Le stratagème a été ficelé au printemps 2008. Le groupe Accurso a alors acquis une entreprise en faillite pour profiter de ses énormes pertes accumulées. Ces pertes servent à réduire les profits du groupe Accurso et, ce faisant, ses impôts.

L'entreprise en faillite, Réseaux Simpler, était alors contrôlée par un groupe de quatre actionnaires, dont le Fonds de solidarité FTQ. Dans un document déposé en cour, il est indiqué que ces actionnaires ne contesteront pas la transaction et même «aideront Simard-Beaudry Construction dans la restructuration et l'implantation de l'opération».

La transaction du groupe Accurso respecte la lettre de la Loi de l'impôt, mais cinq fiscalistes consultés par La Presse jugent qu'elle en bafoue l'esprit, ce qui constituerait de l'évitement fiscal abusif, interdit par le fisc.

Normalement, les autorités fiscales acceptent que les pertes de l'entreprise acquise (Simpler) servent à réduire les impôts de l'acquéreur (Accurso) à la condition que les deux travaillent dans le même secteur. Or, Simpler était active dans le secteur des télécommunications, bien différent de celui de la construction.

Pour contourner ce problème, des fiscalistes ingénieux ont trouvé une faille dans la loi et la jurisprudence qui permettrait tout de même à l'acquéreur d'utiliser les pertes dans une telle situation. Selon ces fiscalistes, l'acquéreur peut en bénéficier si l'entreprise acquise ne change pas de contrôle.

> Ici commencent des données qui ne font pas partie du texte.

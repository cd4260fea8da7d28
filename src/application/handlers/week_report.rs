//! WeekReport - read-through record access and report formatting.

use std::sync::Arc;

use crate::domain::ledger::{LedgerError, PredictionPattern, PriceRecord, UserId};
use crate::domain::report::render_week;
use crate::ports::LedgerStore;

/// Handler for record lookups and week reports.
pub struct WeekReportHandler {
    store: Arc<dyn LedgerStore>,
}

impl WeekReportHandler {
    pub fn new(store: Arc<dyn LedgerStore>) -> Self {
        Self { store }
    }

    /// Pure read-through of a user's record.
    pub async fn record(&self, user: &UserId) -> Result<Option<PriceRecord>, LedgerError> {
        Ok(self.store.find_by_user(user).await?)
    }

    /// Formats the user's week, failing with `NoRecord` when there is no
    /// data to report.
    pub async fn handle(
        &self,
        user: &UserId,
        pattern: Option<&PredictionPattern>,
    ) -> Result<String, LedgerError> {
        let record = self
            .record(user)
            .await?
            .ok_or_else(|| LedgerError::no_record(user.as_str()))?;

        Ok(render_week(&record, pattern))
    }
}

#[cfg(test)]
mod tests {
    use super::*;
    use crate::adapters::store::InMemoryLedgerStore;
    use crate::domain::ledger::{MarketDay, Slot, SubmitDay};

    fn alice() -> UserId {
        UserId::new("alice").unwrap()
    }

    #[tokio::test]
    async fn reports_no_record_for_unknown_user() {
        let handler = WeekReportHandler::new(Arc::new(InMemoryLedgerStore::new()));

        assert_eq!(handler.record(&alice()).await.unwrap(), None);

        let err = handler.handle(&alice(), None).await.unwrap_err();
        assert!(matches!(err, LedgerError::NoRecord { .. }));
    }

    #[tokio::test]
    async fn formats_recorded_week() {
        let store = Arc::new(InMemoryLedgerStore::new());
        let mut record = PriceRecord::new(alice(), SubmitDay::Market(MarketDay::Monday));
        record.set_price(MarketDay::Monday, Slot::Am, 90);
        store.insert(&record).await.unwrap();

        let handler = WeekReportHandler::new(store);
        let report = handler.handle(&alice(), None).await.unwrap();

        assert!(report.contains("Monday    : 90am 0pm"));
        assert!(report.contains("Avg       : no prediction yet"));
    }

    #[tokio::test]
    async fn includes_pattern_when_present() {
        let store = Arc::new(InMemoryLedgerStore::new());
        let record = PriceRecord::new(alice(), SubmitDay::Market(MarketDay::Monday));
        store.insert(&record).await.unwrap();

        let handler = WeekReportHandler::new(store);
        let pattern = PredictionPattern::new(vec![86.0, 90.0]);
        let report = handler.handle(&alice(), Some(&pattern)).await.unwrap();

        assert!(report.contains("Avg       : [86, 90]"));
    }
}
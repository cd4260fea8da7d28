//! Error types for the ledger domain.

use thiserror::Error;

/// Errors raised by ledger operations and value object construction.
#[derive(Debug, Clone, Error)]
pub enum LedgerError {
    /// Day index outside the accepted 0..=6 range.
    #[error("invalid day {day}: must be between 0 and 6")]
    InvalidDay {
        /// The rejected day index.
        day: i64,
    },

    /// Slot token was neither "am" nor "pm".
    #[error("invalid slot '{token}': expected 'am' or 'pm'")]
    InvalidSlot {
        /// The rejected token.
        token: String,
    },

    /// Operation requires a record that does not exist.
    #[error("no price data recorded for user '{user}'")]
    NoRecord {
        /// The user the lookup was for.
        user: String,
    },

    /// User identifier was empty.
    #[error("user id cannot be empty")]
    EmptyUser,

    /// The document store failed.
    #[error(transparent)]
    Store(#[from] StoreError),
}

impl LedgerError {
    /// Creates an invalid day error.
    pub fn invalid_day(day: i64) -> Self {
        LedgerError::InvalidDay { day }
    }

    /// Creates an invalid slot error.
    pub fn invalid_slot(token: impl Into<String>) -> Self {
        LedgerError::InvalidSlot {
            token: token.into(),
        }
    }

    /// Creates a no record error.
    pub fn no_record(user: impl Into<String>) -> Self {
        LedgerError::NoRecord { user: user.into() }
    }
}

/// Failure kinds at the document store boundary.
///
/// Each store operation is a single document call; these are the ways it can
/// go wrong. `NotFound` is not an error at this boundary; absent records are
/// an `Option::None` from `find_by_user`.
#[derive(Debug, Clone, Error)]
pub enum StoreError {
    /// The store could not be reached or refused the operation.
    #[error("document store unavailable: {message}")]
    Unavailable {
        /// Error details.
        message: String,
    },

    /// A stored document could not be decoded, or a record could not be encoded.
    #[error("document serialization failed: {message}")]
    Serialization {
        /// Error details.
        message: String,
    },

    /// Underlying I/O failed.
    #[error("store i/o error: {message}")]
    Io {
        /// Error details.
        message: String,
    },
}

impl StoreError {
    /// Creates an unavailable error.
    pub fn unavailable(message: impl Into<String>) -> Self {
        StoreError::Unavailable {
            message: message.into(),
        }
    }

    /// Creates a serialization error.
    pub fn serialization(message: impl Into<String>) -> Self {
        StoreError::Serialization {
            message: message.into(),
        }
    }

    /// Creates an I/O error.
    pub fn io(message: impl Into<String>) -> Self {
        StoreError::Io {
            message: message.into(),
        }
    }
}
//! Stalk Ledger - weekly commodity price tracking with forecast orchestration.
//!
//! This crate keeps one rolling week of per-user sale prices submitted
//! through chat commands and turns them into predicted price patterns by
//! delegating to an external forecasting service.

pub mod adapters;
pub mod application;
pub mod config;
pub mod domain;
pub mod ports;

C'est cette faille qu'a exploitée le groupe Accurso avec l'aval du Fonds FTQ et des trois autres actionnaires principaux de Simpler. Ces actionnaires ont ainsi accepté de garder le contrôle de Simpler entre leurs mains en conservant la majorité des actions avec droit de vote, selon un document confidentiel obtenu par La Presse.

Ils ont aussi accepté de céder tous les droits sur les pertes de Simpler au groupe Accurso en émettant un très grand nombre d'actions participantes, celles qui donnent droit aux profits et pertes, mais qui ne donnent pas le droit de vote.

«Vente de pertes fiscales»

Le groupe Accurso a payé 5 millions de dollars pour ces actions participantes, selon des documents déposés en cour. Pour l'essentiel, l'argent n'a pas été collecté par le Fonds FTQ ou les trois autres actionnaires (des firmes privées), mais par un créancier à qui Simpler devait de l'argent.

La transaction de Simpler est baptisée «vente de pertes fiscales» sur certains documents. Son implantation est conditionnelle à ce que le groupe Accurso puisse «bénéficier des pertes fiscales historiques, actuelles et futures de l'entreprise [Simpler]», est-il écrit dans la «lettre d'intérêt» du groupe Accurso.

C'est ce même document qui exige l'appui explicite des actionnaires. Il est signé par l'avocat du groupe Accurso et par deux administrateurs de Simpler, dont l'un est gestionnaire de portefeuille au Fonds FTQ.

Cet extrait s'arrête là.